To determine changes in candidate genes involved in central inflammation, we isolated RNA from hippocampi using QIAzol and an RNeasy purification kit (QIAGEN, Valencia, CA, USA). RNA (1 μg) was transcribed to complementary DNA (cDNA) using an iScript cDNA synthesis kit (Bio-Rad Laboratories, Hercules, CA, USA), following the manufacturer’s instructions. rt-PCR was performed using Taqman Gene Expression Assays (Applied Biosystems, Mulgrave, Vic, Au). The specific primer details are shown in Table 1. Fold differences in target messenger RNA (mRNA) expression were measured using the delta-cycle threshold method by comparison with the housekeeping gene, 18S [36, 37], and expressed as mRNA relative fold change as described previously [20, 38].
Y maze: To assess if neonatal overfeeding influenced spatial memory, we tested the rats in a Y maze task, which exploits the rats’ natural tendency to explore novel environments. The Y maze was a three-arm maze with equal angles between all arms (50 cm long × 17 cm wide × 32 cm high) and spatial cues external to the maze. We habituated the rats to the maze twice on consecutive days for 5 min. On the test day (day 3), we allowed the rats to explore the maze for 10 min, having access to two of the three arms. They were then returned to their home cages for a 4 h inter-trial interval (ITI) during which the maze was cleaned with 70 % ethanol. The rats were then placed back into the maze for 5 min, this time having access to all arms. We filmed both trial and test phases for subsequent behavioural analysis. An experimenter blinded to treatment group assessed the number of entries into the novel arm and the time the rat spent in each arm. N = 10 per group.
Novel object recognition: To examine the effects on working memory, we next tested a separate cohort of rats in the novel object recognition task . This test also exploits the rats’ attraction to novelty, in this case a novel object in the same context. We first gave the rats two sessions of 3 min habituation to an empty open field arena (a black plywood box, 65 cm × 65 cm × 65 cm) on the days preceding the test. On the testing day, we gave the rats a 3 min acquisition trial in the same arena with two identical objects. Objects were placed in the centre of the box equal distances from all sides. Following a 1 h ITI, we returned the rats to the arena with one familiar object and one novel object for a 3 min retention test. Between each phase and each rodent, the arena was cleaned with 70 % ethanol. All sessions were filmed, and an experimenter blinded to treatment group scored the videos for time spent interacting with each object. Results from the retention phase were expressed as a discrimination index calculated as time spent interacting with novel object minus time spent interacting with familiar object divided by the overall exploration time of the two objects in seconds. N = 10 per group.
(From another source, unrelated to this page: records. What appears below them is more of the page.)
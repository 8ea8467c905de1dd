//! Colour and size option definitions scoped to a catalog item.
//!
//! Holds the domain types for the two option axes plus the pure validation
//! and upsert-resolution rules shared by every store implementation.

use serde::{Deserialize, Serialize};

use crate::error::CoreError;
use crate::types::DbId;

/// Maximum length of a colour name or size label (after trimming).
pub const MAX_NAME_LEN: usize = 64;

/// Maximum length of a swatch reference (hex code or swatch key).
pub const MAX_SWATCH_LEN: usize = 32;

/// Which option axis an operation targets.
#[derive(Debug, Clone, Copy, PartialEq, Eq, Hash, Serialize, Deserialize)]
#[serde(rename_all = "lowercase")]
pub enum OptionAxis {
    Color,
    Size,
}

impl OptionAxis {
    pub fn as_str(self) -> &'static str {
        match self {
            OptionAxis::Color => "color",
            OptionAxis::Size => "size",
        }
    }

    /// Entity name used in `NotFound` errors.
    pub fn entity(self) -> &'static str {
        match self {
            OptionAxis::Color => "ColorOption",
            OptionAxis::Size => "SizeOption",
        }
    }
}

impl std::fmt::Display for OptionAxis {
    fn fmt(&self, f: &mut std::fmt::Formatter<'_>) -> std::fmt::Result {
        f.write_str(self.as_str())
    }
}

/// A catalog item the options hang off.
#[derive(Debug, Clone, PartialEq, Eq, Serialize, Deserialize)]
pub struct Item {
    pub sku: String,
    pub name: String,
    pub category_id: Option<DbId>,
    /// Rollup of every stock cell quantity for the item.
    pub stock_level: i64,
}

#[derive(Debug, Clone, PartialEq, Eq, Serialize, Deserialize)]
pub struct ColorOption {
    pub id: DbId,
    pub sku: String,
    pub name: String,
    /// Hex code (`#ff0000`) or a swatch reference.
    pub swatch: Option<String>,
    pub sort_order: i32,
}

#[derive(Debug, Clone, PartialEq, Eq, Serialize, Deserialize)]
pub struct SizeOption {
    pub id: DbId,
    pub sku: String,
    pub label: String,
    pub sort_order: i32,
}

/// Request body for saving a colour.
#[derive(Debug, Clone, Default, Deserialize)]
pub struct ColorInput {
    pub id: Option<DbId>,
    pub name: String,
    pub swatch: Option<String>,
    pub sort_order: Option<i32>,
}

/// Request body for saving a size.
#[derive(Debug, Clone, Default, Deserialize)]
pub struct SizeInput {
    pub id: Option<DbId>,
    pub label: String,
    pub sort_order: Option<i32>,
}

/// Validated, store-ready option fields. `swatch` is always `None` for sizes.
#[derive(Debug, Clone, PartialEq, Eq)]
pub struct OptionDraft {
    pub name: String,
    pub swatch: Option<String>,
    pub sort_order: i32,
}

/// Common view over both option axes, used by matrix ordering and
/// template planning.
pub trait AxisOption {
    fn id(&self) -> DbId;
    fn key_name(&self) -> &str;
    fn sort_order(&self) -> i32;
}

impl AxisOption for ColorOption {
    fn id(&self) -> DbId {
        self.id
    }
    fn key_name(&self) -> &str {
        &self.name
    }
    fn sort_order(&self) -> i32 {
        self.sort_order
    }
}

impl AxisOption for SizeOption {
    fn id(&self) -> DbId {
        self.id
    }
    fn key_name(&self) -> &str {
        &self.label
    }
    fn sort_order(&self) -> i32 {
        self.sort_order
    }
}

// ---------------------------------------------------------------------------
// Validation
// ---------------------------------------------------------------------------

/// Trim a SKU taken from a path or request body. Every service entry point
/// goes through this, so `" SKU-1"` and `"SKU-1"` address the same item.
pub fn normalize_sku(raw: &str) -> Result<String, CoreError> {
    let sku = raw.trim();
    if sku.is_empty() {
        return Err(CoreError::Validation("SKU must not be empty".into()));
    }
    Ok(sku.to_string())
}

/// Trim and validate a colour name or size label.
pub fn validate_option_name(axis: OptionAxis, raw: &str) -> Result<String, CoreError> {
    let field = match axis {
        OptionAxis::Color => "Color name",
        OptionAxis::Size => "Size label",
    };
    let name = raw.trim();
    if name.is_empty() {
        return Err(CoreError::Validation(format!("{field} must not be empty")));
    }
    if name.chars().count() > MAX_NAME_LEN {
        return Err(CoreError::Validation(format!(
            "{field} must not exceed {MAX_NAME_LEN} characters"
        )));
    }
    Ok(name.to_string())
}

/// Trim a swatch reference; blank input becomes `None`.
pub fn validate_swatch(raw: Option<&str>) -> Result<Option<String>, CoreError> {
    let Some(swatch) = raw.map(str::trim).filter(|s| !s.is_empty()) else {
        return Ok(None);
    };
    if swatch.chars().count() > MAX_SWATCH_LEN {
        return Err(CoreError::Validation(format!(
            "Swatch must not exceed {MAX_SWATCH_LEN} characters"
        )));
    }
    Ok(Some(swatch.to_string()))
}

impl ColorInput {
    pub fn into_draft(self) -> Result<OptionDraft, CoreError> {
        Ok(OptionDraft {
            name: validate_option_name(OptionAxis::Color, &self.name)?,
            swatch: validate_swatch(self.swatch.as_deref())?,
            sort_order: self.sort_order.unwrap_or(0),
        })
    }
}

impl SizeInput {
    pub fn into_draft(self) -> Result<OptionDraft, CoreError> {
        Ok(OptionDraft {
            name: validate_option_name(OptionAxis::Size, &self.label)?,
            swatch: None,
            sort_order: self.sort_order.unwrap_or(0),
        })
    }
}

/// Option names are unique per SKU regardless of case.
pub fn names_match(a: &str, b: &str) -> bool {
    a.trim().to_lowercase() == b.trim().to_lowercase()
}

// ---------------------------------------------------------------------------
// Upsert resolution
// ---------------------------------------------------------------------------

/// What a save should do against the current option set.
#[derive(Debug, Clone, Copy, PartialEq, Eq)]
pub enum UpsertTarget {
    Insert,
    Update(DbId),
}

impl UpsertTarget {
    /// The id to update, or `None` for an insert.
    pub fn id(self) -> Option<DbId> {
        match self {
            UpsertTarget::Insert => None,
            UpsertTarget::Update(id) => Some(id),
        }
    }
}

/// Decide whether a save inserts or updates, enforcing per-SKU name
/// uniqueness.
///
/// - With an explicit id: the id must exist, and no *other* option may
///   already carry the name.
/// - Without an id: an existing option with the same name is updated in
///   place, otherwise a new option is inserted.
pub fn resolve_upsert<O: AxisOption>(
    axis: OptionAxis,
    existing: &[O],
    id: Option<DbId>,
    name: &str,
) -> Result<UpsertTarget, CoreError> {
    let same_name = existing.iter().find(|o| names_match(o.key_name(), name));
    match id {
        Some(id) => {
            if !existing.iter().any(|o| o.id() == id) {
                return Err(CoreError::not_found(axis.entity(), id));
            }
            match same_name {
                Some(other) if other.id() != id => Err(CoreError::Conflict(format!(
                    "{axis} \"{name}\" already exists with id {}",
                    other.id()
                ))),
                _ => Ok(UpsertTarget::Update(id)),
            }
        }
        None => Ok(same_name.map_or(UpsertTarget::Insert, |o| UpsertTarget::Update(o.id()))),
    }
}

// ---------------------------------------------------------------------------
// Ordering
// ---------------------------------------------------------------------------

/// Sort options by `sort_order`, then case-insensitive name, then id.
pub fn sort_options<O: AxisOption>(options: &mut [O]) {
    options.sort_by(|a, b| {
        a.sort_order()
            .cmp(&b.sort_order())
            .then_with(|| a.key_name().to_lowercase().cmp(&b.key_name().to_lowercase()))
            .then_with(|| a.id().cmp(&b.id()))
    });
}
Delayed win-shift RAM: To assess spatial reference and working memory, we also tested the rats in a delayed spatial win-shift procedure on the RAM, adapted from Packard et al. . Testing was carried out in an eightarm radial maze, consisting of an octagonal central platform (34 cm diameter) and eight equally spaced radial arms (87 cm long, 10 cm wide). At the end of each arm was a food well (2 cm in diameter and 0.5 cm deep). At the start of each arm was a clear Perspex door that controlled access in and out of the central area. Each door was controlled by a computerized control system enabling the experimenter to regulate access to the arms. Salient visual cues of different geometric shapes and contrasting colours were placed around the maze on the walls of the room.
On the first day of testing, rodents were habituated to the maze in two 10 min sessions. After the final habituation session of the day, the rodents were returned to their home cages and given approximately 20 grain reward pellets (45 mg; Bio-Serv, Flemington, NJ, USA). Following habituation, rodents underwent two trials per day for 14 consecutive days consisting of a 5 min training phase, a 5 min ITI where the rat was returned to the home cage, and a 5 min test phase. Before the training phase, four arms were pseudo-randomly chosen and blocked, with no more than two adjacent arms blocked. The four unblocked arms were baited with grain reward pellets. For the training phase, we gave each rat 5 min to enter and retrieve the grain pellet rewards from all the baited arms. After a 5 min ITI, we reintroduced the rat to the maze, this time with all eight arms opened and the previously blocked arms baited with grain reward pellets. We recorded the number of arm entries for each rat in real time. An arm entry was recorded when the animal had moved all four paws off the central platform into the arm. Two types of errors were recorded: working error (re-entry of an arm that had been baited and visited) and reference error (entry into an arm that was baited during the training phase). We continued RAM testing until the CL rats made no more than one error in the test phase. N = 10 per group. Twenty-four hours after the last RAM trial (25 trials total), we perfused the rats, and a non-RAM control group, to assess learning-induced changes in neuron and microglia numbers as described above.
Contextual fear conditioning: We also tested a separate cohort of CL and SL rats in a contextual fear conditioning test for hippocampal and amygdala-dependent memory. We placed each rat individually in a conditioning chamber (Coulbourn Instruments, Lehigh Valley, PA, USA) for a 3 min baseline trial and then gave them three unsignalled footshocks of 2 s each with a 60 s inter-stimulus interval (0.5 mA shocks) through a metal grid floor. We recorded spontaneous motor activity (crosses through the midline of the chamber) and vertical exploration (rearing) during the conditioning trial. Every 8 s after each footshock, we scored each rat for defensive freezing, which was defined as cessation of all movement except that required for breathing. We returned the rats to their home cage 60 s after the last footshock and cleaned the conditioning apparatus with 70 % ethanol. Twenty-four hours later, we again placed the rats into the conditioning chamber for the extinction trial. They were scored for defensive freezing every 8 s for 8 min. Both post-shock and extinction trial scores were converted to a percentage time spent freezing in each of the trials. Extinction trial freezing scores are presented as a percentage of post-shock freezing, with scores <100 % representing less percentage time freezing during the extinction trial than in the post-shock, consistent with poor memory of the event . N = 6–10 per group.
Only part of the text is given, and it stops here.